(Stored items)

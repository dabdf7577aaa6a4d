//! Dispatches a compute kernel that clears a 16x16 storage image to 0.5 and
//! mirrors every texel into a storage buffer, then reads the buffer back.
//!
//! The kernel is assembled directly as SPIR-V words so the demo has no
//! shader-compiler dependency.

use gtl_rhi::{
    BindSet, Bindings, BufferBinding, BufferCreateInfo, BufferMemoryBarrier, BufferUsage,
    ComputePipelineCreateInfo, Context, ImageBinding, ImageCreateInfo, ImageFormat, ImageUsage,
    MemoryAccess, MemoryProperties, PipelineBarrier, PipelineStage, ShaderCreateInfo, ShaderStage,
    SignalSemaphoreInfo, WaitSemaphoreInfo, WHOLE_SIZE,
};

const WIDTH: u32 = 16;
const HEIGHT: u32 = 16;

/// layout(local_size_x = 8, local_size_y = 8) in;
/// layout(set = 0, binding = 0, r32f) uniform image2D img;
/// layout(set = 0, binding = 1) buffer Out { float data[]; };
/// void main() {
///     imageStore(img, ivec2(gl_GlobalInvocationID.xy), vec4(0.5));
///     data[gl_GlobalInvocationID.y * 16 + gl_GlobalInvocationID.x] = 0.5;
/// }
fn clear_shader_spirv() -> Vec<u8> {
    let mut words: Vec<u32> = vec![0x0723_0203, 0x0001_0000, 0, 35, 0];
    let mut inst = |opcode: u32, operands: &[u32]| {
        words.push(((operands.len() as u32 + 1) << 16) | opcode);
        words.extend_from_slice(operands);
    };

    const MAIN: u32 = 0x6e69_616d; // "main"

    inst(17, &[1]); // OpCapability Shader
    inst(14, &[0, 1]); // OpMemoryModel Logical GLSL450
    inst(15, &[5, 1, MAIN, 0, 15]); // OpEntryPoint GLCompute %1 "main" %15
    inst(16, &[1, 17, 8, 8, 1]); // OpExecutionMode LocalSize 8 8 1
    inst(71, &[13, 34, 0]); // img: DescriptorSet 0
    inst(71, &[13, 33, 0]); // img: Binding 0
    inst(71, &[15, 11, 28]); // gid: BuiltIn GlobalInvocationId
    inst(71, &[23, 6, 4]); // runtime array: ArrayStride 4
    inst(71, &[24, 3]); // block struct: BufferBlock
    inst(72, &[24, 0, 35, 0]); // member 0: Offset 0
    inst(71, &[26, 34, 0]); // buf: DescriptorSet 0
    inst(71, &[26, 33, 1]); // buf: Binding 1
    inst(19, &[2]); // %2 = void
    inst(33, &[3, 2]); // %3 = fn() -> void
    inst(22, &[4, 32]); // %4 = f32
    inst(21, &[5, 32, 0]); // %5 = u32
    inst(21, &[6, 32, 1]); // %6 = i32
    inst(23, &[7, 5, 3]); // %7 = vec3<u32>
    inst(23, &[8, 5, 2]); // %8 = vec2<u32>
    inst(23, &[9, 6, 2]); // %9 = vec2<i32>
    inst(23, &[10, 4, 4]); // %10 = vec4<f32>
    inst(25, &[11, 4, 1, 0, 0, 0, 2, 3]); // %11 = image2D, storage, r32f
    inst(32, &[12, 0, 11]); // %12 = ptr UniformConstant image
    inst(59, &[12, 13, 0]); // %13 = img
    inst(32, &[14, 1, 7]); // %14 = ptr Input vec3<u32>
    inst(59, &[14, 15, 1]); // %15 = gid
    inst(43, &[4, 16, 0x3f00_0000]); // %16 = 0.5f
    inst(44, &[10, 17, 16, 16, 16, 16]); // %17 = vec4(0.5)
    inst(29, &[23, 4]); // %23 = f32[]
    inst(30, &[24, 23]); // %24 = struct { f32[] }
    inst(32, &[25, 2, 24]); // %25 = ptr Uniform struct  (2 = Uniform)
    inst(59, &[25, 26, 2]); // %26 = buf
    inst(32, &[27, 2, 4]); // %27 = ptr Uniform f32
    inst(43, &[5, 28, 16]); // %28 = 16u
    inst(43, &[6, 29, 0]); // %29 = 0
    inst(54, &[2, 1, 0, 3]); // main
    inst(248, &[18]); // label
    inst(61, &[7, 19, 15]); // g = load gid
    inst(79, &[8, 20, 19, 19, 0, 1]); // gxy = shuffle
    inst(124, &[9, 21, 20]); // ixy = bitcast
    inst(61, &[11, 22, 13]); // imgv = load img
    inst(99, &[22, 21, 17]); // imageWrite(imgv, ixy, vec4(0.5))
    inst(81, &[5, 30, 19, 0]); // gx
    inst(81, &[5, 31, 19, 1]); // gy
    inst(132, &[5, 32, 31, 28]); // gy * 16
    inst(128, &[5, 33, 32, 30]); // + gx
    inst(65, &[27, 34, 26, 29, 33]); // chain = &buf.data[idx]
    inst(62, &[34, 16]); // store 0.5
    inst(253, &[]); // return
    inst(56, &[]); // end

    words.iter().flat_map(|w| w.to_le_bytes()).collect()
}

fn main() {
    env_logger::init();

    let mut ctx = Context::initialize("compute_clear", 0, 1, 0).expect("initialize");

    let spirv = clear_shader_spirv();
    let shader = ctx
        .create_shader(&ShaderCreateInfo {
            source: &spirv,
            stage_flags: ShaderStage::COMPUTE,
            debug_name: Some("clear"),
            ..Default::default()
        })
        .expect("create shader");

    let image = ctx
        .create_image(&ImageCreateInfo {
            width: WIDTH,
            height: HEIGHT,
            format: ImageFormat::R32Sfloat,
            usage: ImageUsage::STORAGE,
            debug_name: Some("target"),
            ..Default::default()
        })
        .expect("create image");

    let output = ctx
        .create_buffer(&BufferCreateInfo {
            usage: BufferUsage::STORAGE,
            memory_properties: MemoryProperties::HOST_VISIBLE | MemoryProperties::HOST_COHERENT,
            size: (WIDTH * HEIGHT * 4) as u64,
            debug_name: Some("output"),
            ..Default::default()
        })
        .expect("create output buffer");

    let pipeline = ctx.create_compute_pipeline(&ComputePipelineCreateInfo {
        shader,
        debug_name: Some("clear"),
    });

    let bind_sets: Vec<BindSet> = ctx.create_bind_sets(pipeline, 1);
    let image_bindings = [ImageBinding { binding: 0, image, index: 0 }];
    ctx.update_bind_set(
        bind_sets[0],
        &Bindings {
            buffers: &[BufferBinding { binding: 1, buffer: output, ..Default::default() }],
            images: &image_bindings,
            ..Default::default()
        },
    );

    let cmd = ctx.create_command_buffer().expect("create command buffer");
    ctx.begin_command_buffer(cmd).expect("begin");
    ctx.cmd_transition_shader_image_layouts(cmd, shader, 0, &image_bindings);
    ctx.cmd_bind_pipeline(cmd, pipeline, &bind_sets, &[]);
    ctx.cmd_dispatch(cmd, WIDTH / 8, HEIGHT / 8, 1);
    ctx.cmd_pipeline_barrier(
        cmd,
        &PipelineBarrier {
            buffer_barriers: &[BufferMemoryBarrier {
                buffer: output,
                src_stage_mask: PipelineStage::COMPUTE_SHADER,
                src_access_mask: MemoryAccess::SHADER_WRITE,
                dst_stage_mask: PipelineStage::HOST,
                dst_access_mask: MemoryAccess::HOST_READ,
                offset: 0,
                size: WHOLE_SIZE,
            }],
            ..Default::default()
        },
    );
    ctx.end_command_buffer(cmd);

    let semaphore = ctx.create_semaphore(0).expect("create semaphore");
    ctx.submit_command_buffer(cmd, &[SignalSemaphoreInfo { semaphore, value: 1 }], &[]);
    ctx.wait_semaphores(&[WaitSemaphoreInfo { semaphore, value: 1 }], u64::MAX)
        .expect("wait");

    let ptr = ctx.get_buffer_cpu_ptr(output) as *const f32;
    ctx.invalidate_mapped_memory(output, 0, WHOLE_SIZE).expect("invalidate");
    for i in 0..(WIDTH * HEIGHT) as usize {
        let texel = unsafe { ptr.add(i).read() };
        assert_eq!(texel, 0.5, "texel {i} not cleared");
    }
    println!("clear: {}x{} texels ok", WIDTH, HEIGHT);

    ctx.destroy_semaphore(semaphore);
    ctx.destroy_command_buffer(cmd);
    ctx.destroy_bind_sets(&bind_sets);
    ctx.destroy_pipeline(pipeline);
    ctx.destroy_buffer(output);
    ctx.destroy_image(image);
    ctx.destroy_shader(shader);
}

### GOAL OF THE EXERCISE
Only those lines of the entries above that run from the line containing "for i in 0..(WIDTH" to the line containing "ctx.destroy_command_buffer(cmd);", both included, should be transcribed exactly.

### EXERCISE OUTPUT
    for i in 0..(WIDTH * HEIGHT) as usize {
        let texel = unsafe { ptr.add(i).read() };
        assert_eq!(texel, 0.5, "texel {i} not cleared");
    }
    println!("clear: {}x{} texels ok", WIDTH, HEIGHT);

    ctx.destroy_semaphore(semaphore);
    ctx.destroy_command_buffer(cmd);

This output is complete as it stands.